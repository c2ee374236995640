//! reposync - keep a set of local git clones in step with their remotes
//!
//! ## Commands
//!
//! - `sync`: fetch, then pull and/or push every discovered repository
//! - `list`: show which repositories discovery would pick up
//!
//! Exit codes: `0` success, `1` error, `3` merge conflicts need manual
//! resolution.

use std::path::{Path, PathBuf};
use std::process::ExitCode;
use std::sync::Arc;
use std::time::Duration;

use anyhow::{bail, Context, Result};
use clap::{Parser, Subcommand, ValueEnum};
use tracing::{error, info, warn, Level};

use reposync_core::{
    CancelSignal, GitCliOpener, ReportBuilder, RepositoryLocator, RunOptions, SyncConfig,
    SyncOrchestrator,
};

#[derive(Parser)]
#[command(name = "reposync")]
#[command(author = "Stevedores Org")]
#[command(version = env!("CARGO_PKG_VERSION"))]
#[command(about = "Synchronise many local git repositories with their remotes", long_about = None)]
struct Cli {
    /// Enable verbose output
    #[arg(short, long, global = true)]
    verbose: bool,

    /// Emit JSON-formatted log lines
    #[arg(long, global = true)]
    json: bool,

    /// Project root used for discovery and relative config paths
    #[arg(long, global = true, env = "REPOSYNC_PROJECT_ROOT")]
    project_root: Option<PathBuf>,

    /// Config file (default: <project-root>/config/reposync.json when present)
    #[arg(long, global = true, env = "REPOSYNC_CONFIG")]
    config: Option<PathBuf>,

    #[command(subcommand)]
    command: Commands,
}

#[derive(Subcommand)]
enum Commands {
    /// Fetch, pull and push every discovered repository
    Sync(SyncArgs),

    /// List the repositories discovery finds
    List {
        /// Output format
        #[arg(long, value_enum, default_value_t = OutputFormat::Text)]
        format: OutputFormat,
    },
}

#[derive(clap::Args)]
struct SyncArgs {
    /// Report planned actions without pulling, pushing or committing
    #[arg(long)]
    dry_run: bool,

    /// Only process this repository
    #[arg(long)]
    repo: Option<String>,

    /// Commit uncommitted changes before syncing
    #[arg(long)]
    auto_commit: bool,

    /// Skip fetching; plan against the last fetched state
    #[arg(long)]
    offline: bool,

    /// Override the number of repositories processed at once
    #[arg(long)]
    max_parallel: Option<usize>,

    /// Override the per git command timeout, in seconds
    #[arg(long)]
    timeout_secs: Option<u64>,

    /// Report format
    #[arg(long, value_enum, default_value_t = OutputFormat::Text)]
    format: OutputFormat,
}

#[derive(Clone, Copy, Debug, PartialEq, Eq, ValueEnum)]
enum OutputFormat {
    Text,
    Json,
}

#[tokio::main]
async fn main() -> ExitCode {
    // Must run before parsing so `env = ...` arguments see `.env` values.
    dotenvy::dotenv().ok();
    let cli = Cli::parse();

    let level = if cli.verbose {
        Level::DEBUG
    } else {
        Level::INFO
    };
    reposync_core::init_tracing(cli.json, level);

    match run(cli).await {
        Ok(code) => ExitCode::from(code),
        Err(err) => {
            error!(error = %format!("{err:#}"), "reposync failed");
            eprintln!("error: {err:#}");
            ExitCode::from(1)
        }
    }
}

async fn run(cli: Cli) -> Result<u8> {
    let root = match cli.project_root {
        Some(root) => root,
        None => std::env::current_dir().context("Failed to read current directory")?,
    };
    let config = load_config(&root, cli.config.as_deref())?;

    match cli.command {
        Commands::Sync(args) => cmd_sync(config, args).await,
        Commands::List { format } => cmd_list(&config, format),
    }
}

fn load_config(root: &Path, config: Option<&Path>) -> Result<SyncConfig> {
    SyncConfig::load(root, config).with_context(|| {
        format!(
            "Failed to load configuration for project root {}",
            root.display()
        )
    })
}

async fn cmd_sync(mut config: SyncConfig, args: SyncArgs) -> Result<u8> {
    if let Some(max_parallel) = args.max_parallel {
        if max_parallel == 0 {
            bail!("--max-parallel must be at least 1");
        }
        config.max_parallel = max_parallel;
    }
    if let Some(secs) = args.timeout_secs {
        if secs == 0 {
            bail!("--timeout-secs must be at least 1");
        }
        config.command_timeout = Duration::from_secs(secs);
    }

    let discovery = RepositoryLocator::from_config(&config).discover();
    if let Some(target) = &args.repo {
        if !discovery.repositories.iter().any(|r| &r.name == target) {
            bail!("Repository '{target}' was not found by discovery");
        }
    }
    info!(
        repositories = discovery.repositories.len(),
        warnings = discovery.warnings.len(),
        "discovery complete"
    );

    let cancel = CancelSignal::new();
    let on_interrupt = cancel.clone();
    tokio::spawn(async move {
        if tokio::signal::ctrl_c().await.is_ok() {
            warn!("interrupt received, finishing repositories already in progress");
            on_interrupt.cancel();
        }
    });

    let options = RunOptions {
        dry_run: args.dry_run,
        target_repo: args.repo,
        auto_commit: args.auto_commit,
        fetch: !args.offline,
    };
    let opener = Arc::new(GitCliOpener::new(config.command_timeout));
    let orchestrator =
        SyncOrchestrator::new(Arc::new(config), opener).with_cancel_signal(cancel);
    let results = orchestrator.run(&discovery.repositories, &options).await;

    let report = ReportBuilder::new()
        .dry_run(options.dry_run)
        .with_warnings(discovery.warnings)
        .build(results);

    match args.format {
        OutputFormat::Json => println!("{}", report.to_json()?),
        OutputFormat::Text => print!("{}", report.render_text()),
    }
    Ok(report.exit_code())
}

fn cmd_list(config: &SyncConfig, format: OutputFormat) -> Result<u8> {
    let discovery = RepositoryLocator::from_config(config).discover();
    match format {
        OutputFormat::Json => {
            let value = serde_json::json!({
                "repositories": discovery.repositories,
                "warnings": discovery.warnings,
            });
            println!("{}", serde_json::to_string_pretty(&value)?);
        }
        OutputFormat::Text => {
            if discovery.repositories.is_empty() {
                println!("No repositories found under {}", config.project_root.display());
            }
            for repo in &discovery.repositories {
                println!("{}\t{}", repo.name, repo.path.display());
            }
            for warning in &discovery.warnings {
                println!("excluded: {}", warning.reason);
            }
        }
    }
    Ok(0)
}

WHAT IS EXPECTED — Scan the material line by line and report each one that contains "Some".

ANSWER SPACE —
        Some(root) => root,
    if let Some(max_parallel) = args.max_parallel {
    if let Some(secs) = args.timeout_secs {
    if let Some(target) = &args.repo {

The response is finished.